Adverse events and management

 11. Vigorous hydration should be considered in patients without any cardiac comorbidity to further decrease the risk of postintervention pancreatitis. 63%

 12. Every patient should be treated with PPI after performing an EP. 69%

 13. Patients treated with PPI after resection should be treated for at least 2 weeks. 69%

 14. If a bleeding occurs after EP and patient is hemodynamically stable after resuscitation with <1.2 mmol/L drop in hemoglobin

  a. Reintervention should be performed within 12 hours. 38%

  b.
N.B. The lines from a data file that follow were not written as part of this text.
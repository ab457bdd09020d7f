//! sdspi-block - Constants for the SD card SPI protocol
//!
//! Command numbers, tokens and response bit layouts used on the wire. Only
//! the subset needed for single block transfers is listed here.

use bitflags::bitflags;

//==============================================================================

// SD Card Commands

/// GO_IDLE_STATE - init card in spi mode if CS low
pub const CMD0: u8 = 0x00;
/// SEND_OP_COND - activates the card's initialization process
pub const CMD1: u8 = 0x01;
/// SEND_STATUS - read the card status register
pub const CMD13: u8 = 0x0D;
/// READ_SINGLE_BLOCK - read a single data block from the card
pub const CMD17: u8 = 0x11;
/// WRITE_BLOCK - write a single data block to the card
pub const CMD24: u8 = 0x18;

/// Transmission bit, ORed into every command index
pub const CMD_START: u8 = 0x40;

/// Checksum sent with every command. Only valid for CMD0, the card ignores
/// it afterwards because CRC checking is off in SPI mode.
pub const CMD_CRC: u8 = 0x95;

/// Largest command index that fits the 6 bit field
pub const CMD_INDEX_MASK: u8 = 0x3F;

//==============================================================================

/// What the line reads when nobody is driving it
pub const IDLE_BYTE: u8 = 0xFF;

/// status for card in the ready state
pub const R1_READY_STATE: u8 = 0x00;

/// status for card in the idle state
pub const R1_IDLE_STATE: u8 = 0x01;

/// start data token for read or write single block
pub const DATA_START_BLOCK: u8 = 0xFE;

/// Filler sent in place of the data block CRC
pub const DUMMY_CRC: [u8; 2] = [0xFF, 0xFF];

/// Size of a sector. There is no variable geometry.
pub const SECTOR_LEN: usize = 512;

//==============================================================================

// Poll budgets

/// Polls for an R1 response before giving up on a single command
pub const R1_POLLS: usize = 8;

/// CMD0 attempts before the card is considered missing
pub const RESET_ATTEMPTS: u32 = 512;

/// CMD1 attempts before the card is considered stuck initialising
pub const OP_COND_ATTEMPTS: u32 = 32_000;

/// Polls for the data start token of a read
pub const TOKEN_POLLS: u16 = 0xFFFF;

/// Polls for the card to release the line after a write
pub const BUSY_POLLS: u32 = 1_000_000;

//==============================================================================

bitflags! {
    /// The bits of an R1 response. Several may be set at once.
    pub struct R1Flags: u8 {
        /// Card is initialising
        const IN_IDLE_STATE = 0x01;
        /// Erase sequence was cleared before executing
        const ERASE_RESET = 0x02;
        /// Illegal command code detected
        const ILLEGAL_COMMAND = 0x04;
        /// CRC check of the last command failed
        const COMMAND_CRC_ERROR = 0x08;
        /// Error in the sequence of erase commands
        const ERASE_SEQUENCE_ERROR = 0x10;
        /// Misaligned address
        const ADDRESS_ERROR = 0x20;
        /// Command argument outside the allowed range
        const PARAMETER_ERROR = 0x40;
    }
}

bitflags! {
    /// The card status bits in the low byte of an R2 response.
    pub struct R2Flags: u8 {
        /// Card is locked
        const CARD_LOCKED = 0x01;
        /// Write protect erase skip or lock/unlock command failed
        const WP_ERASE_SKIP = 0x02;
        /// General or unknown error
        const ERROR = 0x04;
        /// Internal card controller error
        const CC_ERROR = 0x08;
        /// Card ECC failed to correct the data
        const CARD_ECC_FAILED = 0x10;
        /// Write to a protected block
        const WP_VIOLATION = 0x20;
        /// Invalid selection of sectors for erase
        const ERASE_PARAM = 0x40;
        /// Out of range or CSD overwrite
        const OUT_OF_RANGE = 0x80;
    }
}


// ****************************************************************************
//
// End Of File
//
// ****************************************************************************
use crate::{Block, BlockDevice, BlockIdx};

impl<T> BlockDevice for core::cell::RefCell<T>
where
    T: BlockDevice,
{
    type Error = T::Error;

    fn read(
        &mut self,
        blocks: &mut [Block],
        start_block_idx: BlockIdx,
        reason: &str,
    ) -> Result<(), Self::Error> {
        self.get_mut().read(blocks, start_block_idx, reason)
    }

    fn write(&mut self, blocks: &[Block], start_block_idx: BlockIdx) -> Result<(), Self::Error> {
        self.get_mut().write(blocks, start_block_idx)
    }
}

/// Lets several owners share one card. Each call holds the borrow for the
/// whole transfer, so transfers can't interleave on the bus.
impl<T> BlockDevice for &core::cell::RefCell<T>
where
    T: BlockDevice,
{
    type Error = T::Error;

    fn read(
        &mut self,
        blocks: &mut [Block],
        start_block_idx: BlockIdx,
        reason: &str,
    ) -> Result<(), Self::Error> {
        let mut underlying = self.borrow_mut();
        underlying.read(blocks, start_block_idx, reason)
    }

    fn write(&mut self, blocks: &[Block], start_block_idx: BlockIdx) -> Result<(), Self::Error> {
        let mut underlying = self.borrow_mut();
        underlying.write(blocks, start_block_idx)
    }
}
//! sdspi-block - Block Device support
//!
//! The interface a buffer manager uses to move whole sectors in and out of
//! the card.

#[cfg(feature = "refcell-blockdevice")]
mod refcell;

mod block;
pub use block::*;

/// Represents a block device - a device which can read and write blocks (or
/// sectors). Only supports devices which are <= 2 TiB in size.
pub trait BlockDevice {
    /// The errors that the `BlockDevice` can return. Must be debug formattable.
    type Error: core::fmt::Debug;
    /// Read one or more blocks, starting at the given block index.
    fn read(
        &mut self,
        blocks: &mut [Block],
        start_block_idx: BlockIdx,
        reason: &str,
    ) -> Result<(), Self::Error>;
    /// Write one or more blocks, starting at the given block index.
    fn write(&mut self, blocks: &[Block], start_block_idx: BlockIdx) -> Result<(), Self::Error>;

    /// Read a single block.
    fn read_block(&mut self, block_idx: BlockIdx) -> Result<Block, Self::Error> {
        let mut blocks = [Block::new()];
        self.read(&mut blocks, block_idx, "")?;
        let [block] = blocks;
        Ok(block)
    }
}

impl<T> BlockDevice for &mut T
where
    T: BlockDevice,
{
    type Error = T::Error;

    fn read(
        &mut self,
        blocks: &mut [Block],
        start_block_idx: BlockIdx,
        reason: &str,
    ) -> Result<(), Self::Error> {
        (*self).read(blocks, start_block_idx, reason)
    }

    fn write(&mut self, blocks: &[Block], start_block_idx: BlockIdx) -> Result<(), Self::Error> {
        (*self).write(blocks, start_block_idx)
    }
}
Conservative treatment (continue or start PPI) is initially indicated. 63%

Follow-up

 15. Every patient should be admitted for observation after EP for

  a. At least 24 hours. 69%

  b. At least 48 hours. 44%

CBD, Common bile duct; EP, endoscopic papillectomy; EUS, endoscopic ultrasound; FCSEMS, fully covered self-expanding metal stent; MRCP, magnetic resonance cholangiopancreatography; MRI, magnetic resonance imaging; PD, pancreatic duct; PPI, proton pump inhibitor; STSC, snare tip soft coagulation.